DIRECTIONS FOR THIS TASK:
Only the lines from the top of the data through the line containing "use crate::state::RunPhase;" should be duplicated, exactly as they appear.

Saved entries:
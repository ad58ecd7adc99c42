//! Crawler coordinator - main crawl orchestration logic
//!
//! This module sequences a single crawl run:
//! - Discovering article links across the listing pages
//! - Extracting each article, skipping (and logging) the ones that fail
//! - Merging the extracted records into the persisted dataset
//! - Releasing the page fetcher on every exit path

use crate::config::Config;
use crate::crawler::article::ArticleExtractor;
use crate::crawler::fetcher::{launch_fetcher, PageFetcher};
use crate::crawler::links::LinkPattern;
use crate::crawler::pagination::{discover_links, ListingPages};
use crate::output::{ArticleFailure, RunSummary};
use crate::state::RunPhase;
use crate::storage::{merge_and_persist, open_dataset, ArticleRecord, DatasetStore};
use crate::CrawlerError;
use std::time::Duration;

/// Everything a run needs that can be built without touching the network
#[derive(Debug, Clone)]
pub struct CrawlPlan {
    pub pages: ListingPages,
    pub pattern: LinkPattern,
    pub extractor: ArticleExtractor,
    pub listing_settle: Duration,
}

impl CrawlPlan {
    pub fn from_config(config: &Config) -> Result<Self, CrawlerError> {
        Ok(Self {
            pages: ListingPages::from_config(&config.crawler),
            pattern: LinkPattern::new(&config.crawler.listing_url, &config.links)?,
            extractor: ArticleExtractor::new(
                &config.extract,
                Duration::from_millis(config.crawler.article_settle_ms),
            )?,
            listing_settle: Duration::from_millis(config.crawler.listing_settle_ms),
        })
    }
}

/// Main crawler coordinator structure
///
/// Owns the page fetcher for the whole run. `run` consumes the coordinator
/// and always closes the fetcher before returning.
pub struct Coordinator {
    plan: CrawlPlan,
    fetcher: Box<dyn PageFetcher>,
    store: Box<dyn DatasetStore>,
    phase: RunPhase,
}

impl Coordinator {
    /// Creates a new coordinator instance
    ///
    /// # Arguments
    ///
    /// * `plan` - Listing pages, link rules and extractor
    /// * `fetcher` - An acquired page fetcher; released by `run`
    /// * `store` - The dataset backend to merge into
    pub fn new(plan: CrawlPlan, fetcher: Box<dyn PageFetcher>, store: Box<dyn DatasetStore>) -> Self {
        Self {
            plan,
            fetcher,
            store,
            phase: RunPhase::Idle,
        }
    }

    /// Runs the crawl and releases the fetcher
    ///
    /// A failure to release the fetcher after a successful run is logged,
    /// not returned: the dataset has already been committed by then.
    pub async fn run(mut self) -> Result<RunSummary, CrawlerError> {
        let outcome = self.execute().await;
        let reached = self.phase;
        let released = self.release().await;

        match (outcome, released) {
            (Ok(summary), Ok(())) => Ok(summary),
            (Ok(summary), Err(e)) => {
                tracing::warn!("Failed to release page fetcher: {}", e);
                Ok(summary)
            }
            (Err(e), released) => {
                if let Err(release_err) = released {
                    tracing::warn!("Failed to release page fetcher: {}", release_err);
                }
                tracing::error!("Crawl aborted while {}: {}", reached, e);
                Err(e)
            }
        }
    }

    fn transition(&mut self, next: RunPhase) -> Result<(), CrawlerError> {
        if !self.phase.can_transition_to(next) {
            return Err(CrawlerError::InvalidTransition {
                from: self.phase,
                to: next,
            });
        }
        tracing::debug!("Run phase {} -> {}", self.phase, next);
        self.phase = next;
        Ok(())
    }

    async fn execute(&mut self) -> Result<RunSummary, CrawlerError> {
        let mut summary = RunSummary::default();

        self.transition(RunPhase::Discovering)?;
        let links = discover_links(
            self.fetcher.as_mut(),
            &self.plan.pages,
            &self.plan.pattern,
            self.plan.listing_settle,
        )
        .await?;
        summary.links_discovered = links.len();

        let records = if links.is_empty() {
            tracing::warn!("No posts found");
            Vec::new()
        } else {
            self.transition(RunPhase::Extracting)?;
            tracing::info!("Start crawling each post");
            self.extract_all(&links, &mut summary).await
        };
        summary.articles_extracted = records.len();

        self.transition(RunPhase::Merging)?;
        summary.records_written = merge_and_persist(self.store.as_mut(), records)?;

        Ok(summary)
    }

    /// Extracts every article, isolating per-article failures
    async fn extract_all(
        &mut self,
        links: &[String],
        summary: &mut RunSummary,
    ) -> Vec<ArticleRecord> {
        let mut records = Vec::with_capacity(links.len());

        for (index, url) in links.iter().enumerate() {
            match self.plan.extractor.extract(self.fetcher.as_mut(), url).await {
                Ok(article) => {
                    tracing::info!(
                        "[{}/{}] The post has been taken: {}",
                        index + 1,
                        links.len(),
                        title_preview(&article.title)
                    );
                    records.push(article);
                }
                Err(e) => {
                    tracing::error!("Post error {}: {}", url, e);
                    summary.failures.push(ArticleFailure {
                        url: url.clone(),
                        cause: e.to_string(),
                    });
                }
            }
        }

        records
    }

    async fn release(&mut self) -> Result<(), CrawlerError> {
        self.transition(RunPhase::Finalizing)?;
        let closed = self.fetcher.close().await;
        self.transition(RunPhase::Done)?;
        closed
    }
}

/// First 50 characters of a title, for log lines
fn title_preview(title: &str) -> String {
    let mut preview: String = title.chars().take(50).collect();
    if title.chars().count() > 50 {
        preview.push_str("...");
    }
    preview
}

/// Runs a complete crawl from configuration
///
/// Everything that can fail without side effects (link rules, selectors,
/// reading the existing dataset) is checked before the fetcher is acquired.
pub async fn run_crawl(config: Config) -> Result<RunSummary, CrawlerError> {
    let plan = CrawlPlan::from_config(&config)?;

    let store = open_dataset(&config.output)?;
    let existing = store.load()?;
    tracing::info!(
        "Existing dataset {}: {} articles",
        store.location().display(),
        existing.len()
    );

    let fetcher = launch_fetcher(&config.browser).await?;

    Coordinator::new(plan, fetcher, store).run().await
}
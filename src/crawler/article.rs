//! Article page extraction
//!
//! A missing title or body element is not an error: the field is left
//! empty. Only a failed page load fails extraction.

use crate::config::ExtractConfig;
use crate::crawler::fetcher::PageFetcher;
use crate::storage::{ArticleRecord, TIMESTAMP_FORMAT};
use crate::{ConfigError, FetchError};
use chrono::Local;
use scraper::{ElementRef, Html, Selector};
use std::time::Duration;

/// Elements whose text is never shown to a reader
const HIDDEN_ELEMENTS: [&str; 3] = ["script", "style", "noscript"];

/// Turns article pages into `ArticleRecord`s
#[derive(Debug, Clone)]
pub struct ArticleExtractor {
    title: Selector,
    content: Selector,
    settle: Duration,
}

impl ArticleExtractor {
    /// # Arguments
    ///
    /// * `config` - Title and content selectors
    /// * `settle` - Pause after each article page loads
    pub fn new(config: &ExtractConfig, settle: Duration) -> Result<Self, ConfigError> {
        Ok(Self {
            title: parse_selector(&config.title_selector)?,
            content: parse_selector(&config.content_selector)?,
            settle,
        })
    }

    /// Fetches `url` and extracts its record, stamped with the current time
    pub async fn extract(
        &self,
        fetcher: &mut dyn PageFetcher,
        url: &str,
    ) -> Result<ArticleRecord, FetchError> {
        let html = fetcher.fetch(url, self.settle).await?;
        let crawled_at = Local::now().format(TIMESTAMP_FORMAT).to_string();
        Ok(self.parse(url, &html, crawled_at))
    }

    /// Extracts a record from already-fetched HTML
    pub fn parse(&self, url: &str, html: &str, crawled_at: String) -> ArticleRecord {
        let document = Html::parse_document(html);

        let title = first_text(&document, &self.title).unwrap_or_else(|| {
            tracing::debug!("No title element on {}", url);
            String::new()
        });
        let content = first_text(&document, &self.content).unwrap_or_else(|| {
            tracing::debug!("No content element on {}", url);
            String::new()
        });

        ArticleRecord {
            crawled_at,
            title,
            url: url.to_string(),
            content,
        }
    }
}

fn parse_selector(selector: &str) -> Result<Selector, ConfigError> {
    Selector::parse(selector)
        .map_err(|e| ConfigError::InvalidPattern(format!("selector '{}': {:?}", selector, e)))
}

/// Text of the first element matching `selector`, or None if nothing matches
fn first_text(document: &Html, selector: &Selector) -> Option<String> {
    document.select(selector).next().map(visible_text)
}

/// Visible text of an element
///
/// Each text node is trimmed with inner whitespace collapsed to one space,
/// empty nodes are dropped, and the rest are concatenated with no separator.
pub fn visible_text(element: ElementRef<'_>) -> String {
    let mut text = String::new();

    for node in element.descendants() {
        let Some(fragment) = node.value().as_text() else {
            continue;
        };

        let hidden = node
            .parent()
            .and_then(|parent| parent.value().as_element().map(|e| e.name()))
            .map(|name| HIDDEN_ELEMENTS.contains(&name))
            .unwrap_or(false);
        if hidden {
            continue;
        }

        let mut words = fragment.split_whitespace();
        if let Some(first) = words.next() {
            text.push_str(first);
            for word in words {
                text.push(' ');
                text.push_str(word);
            }
        }
    }

    text
}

ANSWER TO THE EXERCISE:
repository ad58ecd7adc99c42
//! Crawler coordinator - main crawl orchestration logic
//!
//! This module sequences a single crawl run:
//! - Discovering article links across the listing pages
//! - Extracting each article, skipping (and logging) the ones that fail
//! - Merging the extracted records into the persisted dataset
//! - Releasing the page fetcher on every exit path

use crate::config::Config;
use crate::crawler::article::ArticleExtractor;
use crate::crawler::fetcher::{launch_fetcher, PageFetcher};
use crate::crawler::links::LinkPattern;
use crate::crawler::pagination::{discover_links, ListingPages};
use crate::output::{ArticleFailure, RunSummary};
use crate::state::RunPhase;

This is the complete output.